Cost centers allow you to attribute usage and spending to business units, improving accountability, forecasting, and cost allocation. You can also apply one or more budgets to them to control costs.
Cost center creation
- Enterprise owners and billing managers can create and edit cost centers for any resource.
 - Organization owners can create and edit cost centers that contain resources in their organization.
 
When you create a cost center, you define which resources it contains from users, repositories, and organizations. If your account is billed through Azure, you can also add an Azure subscription to bill usage to a different Azure subscription than the enterprise default.
To get started with cost centers, see Using cost centers to allocate costs to business units.
Cost center allocation
To allocate metered spending to a cost center, you add repositories, organizations, or users to the cost center.
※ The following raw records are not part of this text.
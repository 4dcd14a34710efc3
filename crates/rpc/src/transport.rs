//! Message transport consumed by RPC sessions.

use async_trait::async_trait;

use crate::error::TransportError;

/// Ordered, message-oriented duplex channel.
///
/// A session calls `receive` from a single task, so implementations may treat a second
/// concurrent `receive` as a usage violation.
#[async_trait]
pub trait RpcTransport: Send + Sync + 'static {
	/// Hands one message to the peer.
	async fn send(&self, message: String) -> Result<(), TransportError>;

	/// Receives the next message. `Ok(None)` signals end-of-transport.
	async fn receive(&self) -> Result<Option<String>, TransportError>;

	/// Closes the transport. Idempotent. A pending `receive` resolves with `Ok(None)`.
	fn close(&self);
}
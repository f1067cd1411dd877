use once_cell::sync::Lazy;
use std::env;
use std::time::Duration;

#[derive(Debug, Clone)]
pub struct AppConfig {
    pub environment: Environment,
    pub api: ApiConfig,
    pub security: SecurityConfig,
    pub integration: IntegrationConfig,
}

#[derive(Debug, Clone, PartialEq, Eq)]
pub enum Environment {
    Development,
    Production,
}

#[derive(Debug, Clone)]
pub struct ApiConfig {
    pub port: u16,
    pub enable_cors: bool,
    pub enable_request_logging: bool,
}

/// Secrets are read once at startup and redacted from Debug output;
/// they must never reach the logs.
#[derive(Clone)]
pub struct SecurityConfig {
    pub jwt_secret: String,
    pub jwt_expiry_hours: u64,
}

impl std::fmt::Debug for SecurityConfig {
    fn fmt(&self, f: &mut std::fmt::Formatter<'_>) -> std::fmt::Result {
        f.debug_struct("SecurityConfig")
            .field("jwt_secret", &"***")
            .field("jwt_expiry_hours", &self.jwt_expiry_hours)
            .finish()
    }
}

/// Cliq integration settings. Client id/secret come from the environment
/// and are redacted from Debug output.
#[derive(Clone)]
pub struct IntegrationConfig {
    pub client_id: String,
    pub client_secret: String,
    pub token_url: String,
    pub api_base_url: String,
    pub http_timeout_secs: u64,
}

impl IntegrationConfig {
    pub fn http_timeout(&self) -> Duration {
        Duration::from_secs(self.http_timeout_secs)
    }
}

impl std::fmt::Debug for IntegrationConfig {
    fn fmt(&self, f: &mut std::fmt::Formatter<'_>) -> std::fmt::Result {
        f.debug_struct("IntegrationConfig")
            .field("client_id", &"***")
            .field("client_secret", &"***")
            .field("token_url", &self.token_url)
            .field("api_base_url", &self.api_base_url)
            .field("http_timeout_secs", &self.http_timeout_secs)
            .finish()
    }
}

impl AppConfig {
    pub fn from_env() -> Self {
        let environment = match env::var("APP_ENV").as_deref() {
            Ok("production") | Ok("prod") => Environment::Production,
            _ => Environment::Development,
        };

        match environment {
            Environment::Production => Self::production(),
            Environment::Development => Self::development(),
        }
        .with_env_overrides()
    }

    fn with_env_overrides(mut self) -> Self {
        if let Ok(v) = env::var("SIGNAGE_API_PORT").or_else(|_| env::var("PORT")) {
            self.api.port = v.parse().unwrap_or(self.api.port);
        }
        if let Ok(v) = env::var("API_ENABLE_CORS") {
            self.api.enable_cors = v.parse().unwrap_or(self.api.enable_cors);
        }
        if let Ok(v) = env::var("API_ENABLE_REQUEST_LOGGING") {
            self.api.enable_request_logging = v.parse().unwrap_or(self.api.enable_request_logging);
        }

        if let Ok(v) = env::var("SIGNAGE_JWT_SECRET") {
            self.security.jwt_secret = v;
        }
        if let Ok(v) = env::var("SIGNAGE_JWT_EXPIRY_HOURS") {
            self.security.jwt_expiry_hours = v.parse().unwrap_or(self.security.jwt_expiry_hours);
        }

        if let Ok(v) = env::var("CLIQ_CLIENT_ID") {
            self.integration.client_id = v;
        }
        if let Ok(v) = env::var("CLIQ_CLIENT_SECRET") {
            self.integration.client_secret = v;
        }
        if let Ok(v) = env::var("CLIQ_TOKEN_URL") {
            self.integration.token_url = v;
        }
        if let Ok(v) = env::var("CLIQ_API_BASE_URL") {
            self.integration.api_base_url = v;
        }
        if let Ok(v) = env::var("CLIQ_HTTP_TIMEOUT_SECS") {
            self.integration.http_timeout_secs =
                v.parse().unwrap_or(self.integration.http_timeout_secs);
        }

        self
    }

    fn development() -> Self {
        Self {
            environment: Environment::Development,
            api: ApiConfig {
                port: 3000,
                enable_cors: true,
                enable_request_logging: true,
            },
            security: SecurityConfig {
                jwt_secret: "dev-only-secret".to_string(),
                jwt_expiry_hours: 24 * 7, // 1 week
            },
            integration: IntegrationConfig {
                client_id: String::new(),
                client_secret: String::new(),
                token_url: "https://accounts.zoho.com/oauth/v2/token".to_string(),
                api_base_url: "https://cliq.zoho.com/api/v2".to_string(),
                http_timeout_secs: 10,
            },
        }
    }

    fn production() -> Self {
        Self {
            environment: Environment::Production,
            api: ApiConfig {
                port: 3000,
                enable_cors: true,
                enable_request_logging: false,
            },
            security: SecurityConfig {
                // An empty secret refuses token generation/validation at runtime
                jwt_secret: String::new(),
                jwt_expiry_hours: 24,
            },
            integration: IntegrationConfig {
                client_id: String::new(),
                client_secret: String::new(),
                token_url: "https://accounts.zoho.com/oauth/v2/token".to_string(),
                api_base_url: "https://cliq.zoho.com/api/v2".to_string(),
                http_timeout_secs: 10,
            },
        }
    }
}

// Global singleton config - initialized once at startup
pub static CONFIG: Lazy<AppConfig> = Lazy::new(AppConfig::from_env);

// Convenience function for accessing config
pub fn config() -> &'static AppConfig {
    &CONFIG
}

#[cfg(test)]
mod tests {
    use super::*;

    #[test]
    fn development_defaults() {
        let config = AppConfig::development();
        assert_eq!(config.api.port, 3000);
        assert_eq!(config.integration.http_timeout_secs, 10);
        assert!(!config.security.jwt_secret.is_empty());
    }

    #[test]
    fn production_has_no_baked_in_secret() {
        let config = AppConfig::production();
        assert!(config.security.jwt_secret.is_empty());
    }

    #[test]
    fn debug_output_redacts_secrets() {
        let config = AppConfig::development();
        let printed = format!("{:?} {:?}", config.security, config.integration);
        assert!(!printed.contains("dev-only-secret"));
    }
}
use std::sync::Arc;

use crate::cliq::client::UpstreamApi;
use crate::cliq::token::TokenExchanger;
use crate::store::credentials::CredentialStore;
use crate::store::resources::ResourceStore;
use crate::store::tenants::TenantStore;

/// Shared collaborators for every request. Trait objects so the datastore
/// and the upstream can be swapped (Postgres vs in-memory, real vs scripted).
#[derive(Clone)]
pub struct AppState {
    pub tenants: Arc<dyn TenantStore>,
    pub credentials: Arc<dyn CredentialStore>,
    pub resources: Arc<dyn ResourceStore>,
    pub upstream: Arc<dyn UpstreamApi>,
    pub exchanger: Arc<dyn TokenExchanger>,
}
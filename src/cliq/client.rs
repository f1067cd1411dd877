use async_trait::async_trait;
use reqwest::{Method, StatusCode};
use serde_json::Value;
use std::time::Duration;
use thiserror::Error;

/// One upstream REST call, relative to the API base URL.
#[derive(Debug, Clone)]
pub struct EndpointSpec {
    pub method: Method,
    pub path: String,
}

impl EndpointSpec {
    pub fn get(path: impl Into<String>) -> Self {
        Self {
            method: Method::GET,
            path: path.into(),
        }
    }
}

/// Classified outcome of a failed upstream call. Only `AuthExpired` is
/// eligible for the refresh-and-retry flow; everything else is a failure a
/// retry cannot fix.
#[derive(Debug, Error)]
pub enum UpstreamError {
    #[error("upstream rejected the access token")]
    AuthExpired,

    #[error("upstream returned {status}: {body}")]
    Upstream { status: u16, body: String },

    #[error("upstream transport failure: {0}")]
    Transport(String),
}

#[async_trait]
pub trait UpstreamApi: Send + Sync {
    /// Perform one authenticated call and classify the outcome. Never
    /// mutates stored credentials.
    async fn call(&self, access_token: &str, endpoint: &EndpointSpec)
        -> Result<Value, UpstreamError>;
}

/// reqwest-backed client for the Cliq REST API, with a bounded timeout so a
/// hung upstream never hangs a handler.
pub struct CliqClient {
    http: reqwest::Client,
    base_url: String,
}

impl CliqClient {
    pub fn new(base_url: String, timeout: Duration) -> reqwest::Result<Self> {
        let http = reqwest::Client::builder().timeout(timeout).build()?;
        Ok(Self { http, base_url })
    }
}

/// Token codes the Cliq API uses for an invalid or expired bearer token.
/// These can arrive on a 400 as well as a 401.
fn body_signals_expired_token(body: &str) -> bool {
    body.contains("INVALID_OAUTHTOKEN") || body.contains("invalid_token")
}

fn classify_failure(status: StatusCode, body: String) -> UpstreamError {
    if status == StatusCode::UNAUTHORIZED || body_signals_expired_token(&body) {
        UpstreamError::AuthExpired
    } else {
        UpstreamError::Upstream {
            status: status.as_u16(),
            body: truncate_body(body),
        }
    }
}

/// Cap pass-through upstream bodies so error messages stay bounded
fn truncate_body(body: String) -> String {
    const MAX: usize = 256;
    if body.len() <= MAX {
        body
    } else {
        let mut end = MAX;
        while !body.is_char_boundary(end) {
            end -= 1;
        }
        format!("{}...", &body[..end])
    }
}

#[async_trait]
impl UpstreamApi for CliqClient {
    async fn call(
        &self,
        access_token: &str,
        endpoint: &EndpointSpec,
    ) -> Result<Value, UpstreamError> {
        let url = format!("{}{}", self.base_url.trim_end_matches('/'), endpoint.path);

        let response = self
            .http
            .request(endpoint.method.clone(), &url)
            .header("Authorization", format!("Zoho-oauthtoken {}", access_token))
            .send()
            .await
            .map_err(|e| {
                // Timeouts are transport failures, never an auth signal
                if e.is_timeout() {
                    UpstreamError::Transport(format!("request to {} timed out", endpoint.path))
                } else {
                    UpstreamError::Transport(e.to_string())
                }
            })?;

        let status = response.status();
        let body = response
            .text()
            .await
            .map_err(|e| UpstreamError::Transport(e.to_string()))?;

        if status.is_success() {
            Ok(serde_json::from_str(&body).unwrap_or(Value::Null))
        } else {
            tracing::warn!("cliq call {} failed with status {}", endpoint.path, status);
            Err(classify_failure(status, body))
        }
    }
}
use async_trait::async_trait;
use serde::Deserialize;
use serde_json::Value;
use thiserror::Error;

use crate::config::IntegrationConfig;

/// Token endpoint result. `refresh_token` is absent when the flow reuses
/// the prior one.
#[derive(Debug, Clone, Deserialize)]
pub struct TokenResponse {
    pub access_token: String,
    #[serde(default)]
    pub refresh_token: Option<String>,
    #[serde(default)]
    pub expires_in: Option<u64>,
}

#[derive(Debug, Error)]
pub enum RefreshError {
    #[error("token endpoint denied the refresh: {0}")]
    Denied(String),

    #[error("token endpoint transport failure: {0}")]
    Transport(String),
}

#[async_trait]
pub trait TokenExchanger: Send + Sync {
    /// Exchange a refresh token for a new access token.
    async fn refresh(&self, refresh_token: &str) -> Result<TokenResponse, RefreshError>;
}

/// OAuth refresh against the Zoho accounts token endpoint.
pub struct CliqTokenExchanger {
    http: reqwest::Client,
    token_url: String,
    client_id: String,
    client_secret: String,
}

impl CliqTokenExchanger {
    pub fn from_config(config: &IntegrationConfig) -> reqwest::Result<Self> {
        let http = reqwest::Client::builder()
            .timeout(config.http_timeout())
            .build()?;
        Ok(Self {
            http,
            token_url: config.token_url.clone(),
            client_id: config.client_id.clone(),
            client_secret: config.client_secret.clone(),
        })
    }
}

#[async_trait]
impl TokenExchanger for CliqTokenExchanger {
    async fn refresh(&self, refresh_token: &str) -> Result<TokenResponse, RefreshError> {
        let params = [
            ("grant_type", "refresh_token"),
            ("refresh_token", refresh_token),
            ("client_id", self.client_id.as_str()),
            ("client_secret", self.client_secret.as_str()),
        ];

        let response = self
            .http
            .post(&self.token_url)
            .form(&params)
            .send()
            .await
            .map_err(|e| {
                if e.is_timeout() {
                    RefreshError::Transport("token endpoint timed out".to_string())
                } else {
                    RefreshError::Transport(e.to_string())
                }
            })?;

        let status = response.status();
        let body: Value = response
            .json()
            .await
            .map_err(|e| RefreshError::Transport(e.to_string()))?;

        // The Zoho token endpoint reports denials as {"error": "..."} on a
        // 200 as well as on 4xx statuses.
        if let Some(error) = body.get("error").and_then(Value::as_str) {
            return Err(RefreshError::Denied(error.to_string()));
        }
        if !status.is_success() {
            return Err(RefreshError::Denied(format!("status {}", status)));
        }

        serde_json::from_value(body)
            .map_err(|e| RefreshError::Denied(format!("unexpected token response: {}", e)))
    }
}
- For usage-based products, like GitHub Actions, cost centers are charged based on the repositories or organizations in the cost center, as this is where the usage takes place.
 - For license-based products, like GitHub Copilot, cost centers are charged based on the users in the cost center.
 - For products billed by premium request usage, like Copilot coding agent, cost centers are also charged based on the users in the cost center.
 
Cost centers only apply to metered usage, and do not work with volume or subscription billing.
For more details, see Cost center allocation for different products.
Cost center limitations
- The maximum number of active cost centers per enterprise is 250.
 - The maximum number of resources per cost center is 10,000.
 - A maximum of 50 resources can be added to or removed from a cost center at a time.
 - Azure subscriptions can only be added to or removed from cost centers through the UI.